— Какой срок?
— Костя!
— Я, наверное, переформулирую вопрос. Ты вообще была беременна от меня?
— Я…
— Да или нет? — задираю голову и выдыхаю грубое словечко в потолок.
— Я не хочу детей, Красов.
— … — бессмысленно вожу глазами, рассматривая оформление пространства. Я изучаю собственный декор, которым наградил счастливый крепкий дом, где мы с первого дня нашего супружества живем.
— Я ведь говорила об этом. Я…
«Тонь, это кто?» — указываю на мальчишку, который ходит по двору Смирновых.
«А-а-а, это наш Свят. Приемный, сын полка!» — лениво хмыкает блоха.
«Что это означает?» — встаю на цыпочки, прищуриваюсь и внимательно слежу за пацаном, вертящимся возле их отца.
«Я не знаю. Так дядя Леша говорит. Я его считаю братом. А что?»…
— Не хочешь от меня?
— Мне больно. Ты грубо напираешь. Костяника…
— Я не подхожу?
— Я не хочу…
— У меня, видимо, плохая генетика? Слепой отец, да?
— Нет.
— Я ведь прекрасно вижу, Юля.
— Зато не слышишь. Не понимаешь. Или не желаешь понимать.

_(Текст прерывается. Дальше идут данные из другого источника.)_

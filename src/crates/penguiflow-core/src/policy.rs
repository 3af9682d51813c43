//! Retry, timeout, and validation settings bound to a node.

/// Where schema validation runs relative to a node handler invocation.
#[derive(Debug, Clone, Copy, PartialEq, Eq, Default, serde::Serialize, serde::Deserialize)]
#[serde(rename_all = "snake_case")]
pub enum ValidationMode {
    #[default]
    None,
    In,
    Out,
    Both,
}

impl ValidationMode {
    pub fn validates_in(self) -> bool {
        matches!(self, ValidationMode::In | ValidationMode::Both)
    }

    pub fn validates_out(self) -> bool {
        matches!(self, ValidationMode::Out | ValidationMode::Both)
    }
}

/// Per-node retry/timeout/validation configuration.
///
/// Defaults mirror SPEC_FULL.md §3.4: no retries, no backoff, no timeout,
/// validation off. Retry is only ever triggered by an unhandled handler
/// error ([`crate::error::NodeError::Other`]) — validation failures are
/// always terminal.
#[derive(Debug, Clone, Copy, serde::Serialize, serde::Deserialize)]
pub struct NodePolicy {
    pub validate: ValidationMode,
    pub max_retries: u32,
    pub backoff_base: f64,
    pub backoff_mult: f64,
    pub max_backoff: f64,
    pub timeout_s: Option<f64>,
}

impl Default for NodePolicy {
    fn default() -> Self {
        Self {
            validate: ValidationMode::None,
            max_retries: 0,
            backoff_base: 0.0,
            backoff_mult: 1.0,
            max_backoff: f64::INFINITY,
            timeout_s: None,
        }
    }
}

impl NodePolicy {
    pub fn new() -> Self {
        Self::default()
    }

    pub fn with_validate(mut self, mode: ValidationMode) -> Self {
        self.validate = mode;
        self
    }

    pub fn with_retries(mut self, max_retries: u32, backoff_base: f64, backoff_mult: f64) -> Self {
        self.max_retries = max_retries;
        self.backoff_base = backoff_base;
        self.backoff_mult = backoff_mult;
        self
    }

    pub fn with_max_backoff(mut self, max_backoff: f64) -> Self {
        self.max_backoff = max_backoff;
        self
    }

    pub fn with_timeout(mut self, timeout_s: f64) -> Self {
        self.timeout_s = Some(timeout_s);
        self
    }

    /// Delay before the attempt numbered `attempt` (1-indexed: `attempt=1`
    /// is the delay before the *second* overall try).
    pub fn backoff_delay(&self, attempt: u32) -> f64 {
        let exp = self.backoff_mult.powi(attempt as i32 - 1);
        (self.backoff_base * exp).min(self.max_backoff)
    }
}

#[cfg(test)]
mod tests {
    use super::*;

    #[test]
    fn backoff_is_exponential_and_capped() {
        let policy = NodePolicy::new().with_retries(3, 0.01, 2.0).with_max_backoff(0.02);
        assert!((policy.backoff_delay(1) - 0.01).abs() < 1e-9);
        assert!((policy.backoff_delay(2) - 0.02).abs() < 1e-9);
        // third retry would be 0.04 uncapped, capped to 0.02
        assert!((policy.backoff_delay(3) - 0.02).abs() < 1e-9);
    }

    #[test]
    fn validation_mode_flags() {
        assert!(ValidationMode::Both.validates_in());
        assert!(ValidationMode::Both.validates_out());
        assert!(ValidationMode::In.validates_in());
        assert!(!ValidationMode::In.validates_out());
        assert!(!ValidationMode::None.validates_in());
    }
}
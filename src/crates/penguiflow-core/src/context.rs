//! Per-handler handle: fetch inputs, emit outputs, stream chunks, check
//! cancellation.
//!
//! A `Context` is built fresh for every handler invocation and holds only
//! `Arc`-shared capability handles into the owning [`crate::runtime::Flow`]
//! — nodes never hold a back-reference to the flow itself (SPEC_FULL.md §9).

use crate::error::FloeError;
use crate::events::{EventType, FlowEvent};
use crate::floe::FloeSender;
use crate::merge::FairMerge;
use crate::message::{Headers, Message};
use crate::runtime::Accounting;
use crate::stream::{ChunkPayload, StreamChunk, StreamSequencer};
use serde_json::{Map, Value};
use std::sync::atomic::{AtomicBool, Ordering};
use std::sync::Arc;
use tokio::sync::Mutex as AsyncMutex;

/// Shared, mutex-guarded view over a node's inbound floes. Both the node
/// task's own receive loop and `ctx.fetch()` read through this handle, so a
/// handler that pulls extra input mid-call observes the same FIFO order the
/// outer loop would have seen.
pub(crate) struct SharedInputs {
    pub(crate) merge: AsyncMutex<FairMerge<Message>>,
}

impl SharedInputs {
    pub(crate) fn new(merge: FairMerge<Message>) -> Self {
        Self {
            merge: AsyncMutex::new(merge),
        }
    }

    pub(crate) async fn recv(&self) -> Option<Message> {
        let mut guard = self.merge.lock().await;
        guard.recv().await.map(|(_, msg)| msg)
    }
}

/// Emits a [`FlowEvent`] through the middleware chain / state hook /
/// publish hook, resolved against the node currently running.
pub(crate) type EventEmitter = Arc<dyn Fn(FlowEvent) + Send + Sync>;

#[derive(Clone)]
pub struct Context {
    pub(crate) node_name: String,
    pub(crate) node_id: uuid::Uuid,
    envelope_trace_id: String,
    envelope_headers: Headers,
    envelope_meta: Map<String, Value>,
    pub(crate) successors: Vec<(String, FloeSender<Message>)>,
    pub(crate) inputs: Option<Arc<SharedInputs>>,
    pub(crate) cancelled_flag: Arc<AtomicBool>,
    pub(crate) stream_tx: FloeSender<StreamChunk>,
    pub(crate) sequencer: Arc<StreamSequencer>,
    pub(crate) emit_event: EventEmitter,
    pub(crate) accounting: Arc<Accounting>,
}

impl Context {
    #[allow(clippy::too_many_arguments)]
    pub(crate) fn new(
        node_name: String,
        node_id: uuid::Uuid,
        envelope: &Message,
        successors: Vec<(String, FloeSender<Message>)>,
        inputs: Option<Arc<SharedInputs>>,
        cancelled_flag: Arc<AtomicBool>,
        stream_tx: FloeSender<StreamChunk>,
        sequencer: Arc<StreamSequencer>,
        emit_event: EventEmitter,
        accounting: Arc<Accounting>,
    ) -> Self {
        Self {
            node_name,
            node_id,
            envelope_trace_id: envelope.trace_id.clone(),
            envelope_headers: envelope.headers.clone(),
            envelope_meta: envelope.meta.clone(),
            successors,
            inputs,
            cancelled_flag,
            stream_tx,
            sequencer,
            emit_event,
            accounting,
        }
    }

    pub fn trace_id(&self) -> &str {
        &self.envelope_trace_id
    }

    pub fn headers(&self) -> &Headers {
        &self.envelope_headers
    }

    pub fn meta(&self) -> &Map<String, Value> {
        &self.envelope_meta
    }

    pub fn cancelled(&self) -> bool {
        self.cancelled_flag.load(Ordering::SeqCst)
    }

    /// Pop the next input without touching other nodes' floes. Intended for
    /// planner-style pull nodes that want more than the one envelope the
    /// handler was invoked with.
    pub async fn fetch(&self) -> Option<Message> {
        match &self.inputs {
            Some(inputs) => inputs.recv().await,
            None => None,
        }
    }

    /// Push `value` to a specific successor (or the sole successor when
    /// `to` is `None`). Blocks under backpressure; returns
    /// [`FloeError::Cancelled`] if the trace is cancelled before the put
    /// completes.
    pub async fn emit(&self, value: Message, to: Option<&str>) -> Result<(), FloeError> {
        if self.cancelled() {
            return Err(FloeError::Cancelled(self.envelope_trace_id.clone()));
        }
        let target = match to {
            Some(name) => self
                .successors
                .iter()
                .find(|(n, _)| n == name)
                .map(|(_, s)| s)
                .ok_or(FloeError::AmbiguousTarget(self.successors.len()))?,
            None => match self.successors.as_slice() {
                [(_, single)] => single,
                other => return Err(FloeError::AmbiguousTarget(other.len())),
            },
        };
        // Snapshot the envelope as JSON before it moves, so the publish hook
        // (which only sees `FlowEvent`s, never the floe itself) can rebuild it.
        let envelope_json = serde_json::to_value(&value).unwrap_or(Value::Null);
        let queue_maxsize = target.max_capacity();
        target.put(value).await?;
        self.accounting.mark_pending(&self.envelope_trace_id, 1);
        (self.emit_event)(
            FlowEvent::new(EventType::Emit, self.envelope_trace_id.clone(), self.node_id)
                .with_node_name(self.node_name.clone())
                .with_extra("envelope", envelope_json)
                .with_queue_depth_out(target.depth_hint(), queue_maxsize),
        );
        Ok(())
    }

    /// Stamp and forward a streamed chunk. Honors backpressure and
    /// cancellation the same way [`Context::emit`] does.
    pub async fn emit_chunk(
        &self,
        stream_id: &str,
        payload: ChunkPayload,
        done: bool,
    ) -> Result<(), FloeError> {
        if self.cancelled() {
            return Err(FloeError::Cancelled(self.envelope_trace_id.clone()));
        }
        let seq = self.sequencer.next(stream_id, done);
        let chunk = StreamChunk {
            stream_id: stream_id.to_string(),
            seq,
            payload,
            done,
        };
        self.stream_tx.put(chunk).await?;
        (self.emit_event)(
            FlowEvent::new(
                EventType::StreamChunk,
                self.envelope_trace_id.clone(),
                self.node_id,
            )
            .with_node_name(self.node_name.clone()),
        );
        Ok(())
    }

    /// Best-effort structured-artifact emission to the event stream. Never
    /// blocks on backpressure (Open Question §9.1, resolved in DESIGN.md).
    pub fn emit_artifact(&self, name: &str, data: Value) {
        (self.emit_event)(
            FlowEvent::new(EventType::Emit, self.envelope_trace_id.clone(), self.node_id)
                .with_node_name(self.node_name.clone())
                .with_extra("kind", Value::String("artifact".into()))
                .with_extra("name", Value::String(name.into()))
                .with_extra("data", data),
        );
    }
}

impl Context {
    /// Build a `Context` with no live floes and no successors, for exercising
    /// a handler in isolation rather than inside a running
    /// [`crate::runtime::Flow`]. `ctx.emit`/`ctx.fetch` are unusable on the
    /// result (there is nothing on the other end); this exists for handlers
    /// that only read the envelope and return outputs, which is what
    /// `penguiflow-testkit`'s envelope-preservation assertion needs.
    pub fn for_isolated_test(envelope: &Message) -> Self {
        let (stream_tx, _stream_rx) = crate::floe::floe::<StreamChunk>(crate::floe::FloeConfig {
            capacity: crate::floe::DEFAULT_CAPACITY,
        });
        Self::new(
            "isolated".to_string(),
            uuid::Uuid::new_v4(),
            envelope,
            Vec::new(),
            None,
            Arc::new(AtomicBool::new(false)),
            stream_tx,
            Arc::new(StreamSequencer::new()),
            Arc::new(|_event| {}),
            Arc::new(Accounting::default()),
        )
    }
}

/// Test-only helpers for building a minimal `Context` without spinning up a
/// full [`crate::runtime::Flow`]. Used by node-level unit tests (`join_k`,
/// handler tests) across the crate.
#[cfg(test)]
pub(crate) mod tests_support {
    use super::*;
    use crate::floe::{floe, FloeConfig};

    pub(crate) fn dummy_context(trace_id: &str) -> Context {
        let envelope = Message::new(Value::Null, trace_id);
        let (stream_tx, _stream_rx) = floe::<StreamChunk>(FloeConfig { capacity: 8 });
        Context::new(
            "test-node".to_string(),
            uuid::Uuid::new_v4(),
            &envelope,
            Vec::new(),
            None,
            Arc::new(AtomicBool::new(false)),
            stream_tx,
            Arc::new(StreamSequencer::new()),
            Arc::new(|_event| {}),
            Arc::new(Accounting::default()),
        )
    }
}
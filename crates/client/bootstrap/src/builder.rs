//! Builds the tracker session and save repository used by front-ends.
use std::sync::Arc;

use anyhow::{Context, Result};
use runtime::{FileSaveRepository, SaveRepository, SessionOptions, TrackerSession};

use crate::config::TrackerConfig;

/// Builder that assembles the session, its storage, and configuration.
pub struct SessionBuilder {
    config: TrackerConfig,
    repository: Option<Arc<dyn SaveRepository>>,
    dice_seed: Option<u64>,
    resume: bool,
}

impl SessionBuilder {
    pub fn new(config: TrackerConfig) -> Self {
        Self {
            config,
            repository: None,
            dice_seed: None,
            resume: true,
        }
    }

    /// Provide a custom repository (e.g. in-memory for tests).
    pub fn repository(mut self, repository: Arc<dyn SaveRepository>) -> Self {
        self.repository = Some(repository);
        self
    }

    /// Seed join battle dice for reproducible sessions.
    pub fn dice_seed(mut self, seed: u64) -> Self {
        self.dice_seed = Some(seed);
        self
    }

    /// Whether to load the configured session slot if it exists (default: true).
    pub fn resume(mut self, resume: bool) -> Self {
        self.resume = resume;
        self
    }

    pub fn build(self) -> Result<SessionSetup> {
        let repository: Arc<dyn SaveRepository> = match self.repository {
            Some(repository) => repository,
            None => Arc::new(
                FileSaveRepository::new(&self.config.save_dir).with_context(|| {
                    format!(
                        "failed to open save directory {}",
                        self.config.save_dir.display()
                    )
                })?,
            ),
        };

        let mut session = TrackerSession::new(SessionOptions {
            rules: self.config.rules,
            undo_limit: self.config.undo_limit,
            dice_seed: self.dice_seed,
            ..SessionOptions::default()
        });

        let mut resumed = false;
        if self.resume {
            let slot = self.config.session_slot.as_str();
            match repository.load(slot) {
                Ok(Some(save)) => match session.load(save, slot) {
                    Ok(_) => resumed = true,
                    Err(e) => tracing::warn!("could not restore slot '{}': {}", slot, e),
                },
                Ok(None) => tracing::debug!("no save in slot '{}', starting fresh", slot),
                Err(e) => tracing::warn!("could not read slot '{}': {}", slot, e),
            }
        }

        tracing::info!(
            "session ready: {} entities, resumed={}",
            session.state().population.len(),
            resumed
        );

        Ok(SessionSetup {
            config: self.config,
            repository,
            session,
            resumed,
        })
    }
}

pub struct SessionSetup {
    pub config: TrackerConfig,
    pub repository: Arc<dyn SaveRepository>,
    pub session: TrackerSession,
    /// True when the session slot was loaded.
    pub resumed: bool,
}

— Я не он? Ответь только на этот вопрос.
— Отпусти! — бьется, вырывается, толкается, отчаянно сражается, за свободу с прОклятым ее сестрой неравными силенками тягается.
— Не хочешь от меня, а от ушлепка — с радостью. Я прав?
— Нет.
— Да! — ору ей в ухо и немного отступаю.
— Никаких детей, Красов, — Юля поворачивается ко мне испуганным лицом. — Я больше не хочу. У меня есть сын…
— А у меня?
— Игорь…
Мне вообще никто!
— На что ты рассчитывала, когда устраивала спектакль с тошнотой и поглаживанием пустого живота? На скорый выкидыш где-то в районе Нового года? Шампанское и несварение желудка. Правильно понимаю? Или на херню из разряда «ой, милый, так случайно вышло» или…
— Да! — не задумываясь, молниеносно отвечает.
— А дальше?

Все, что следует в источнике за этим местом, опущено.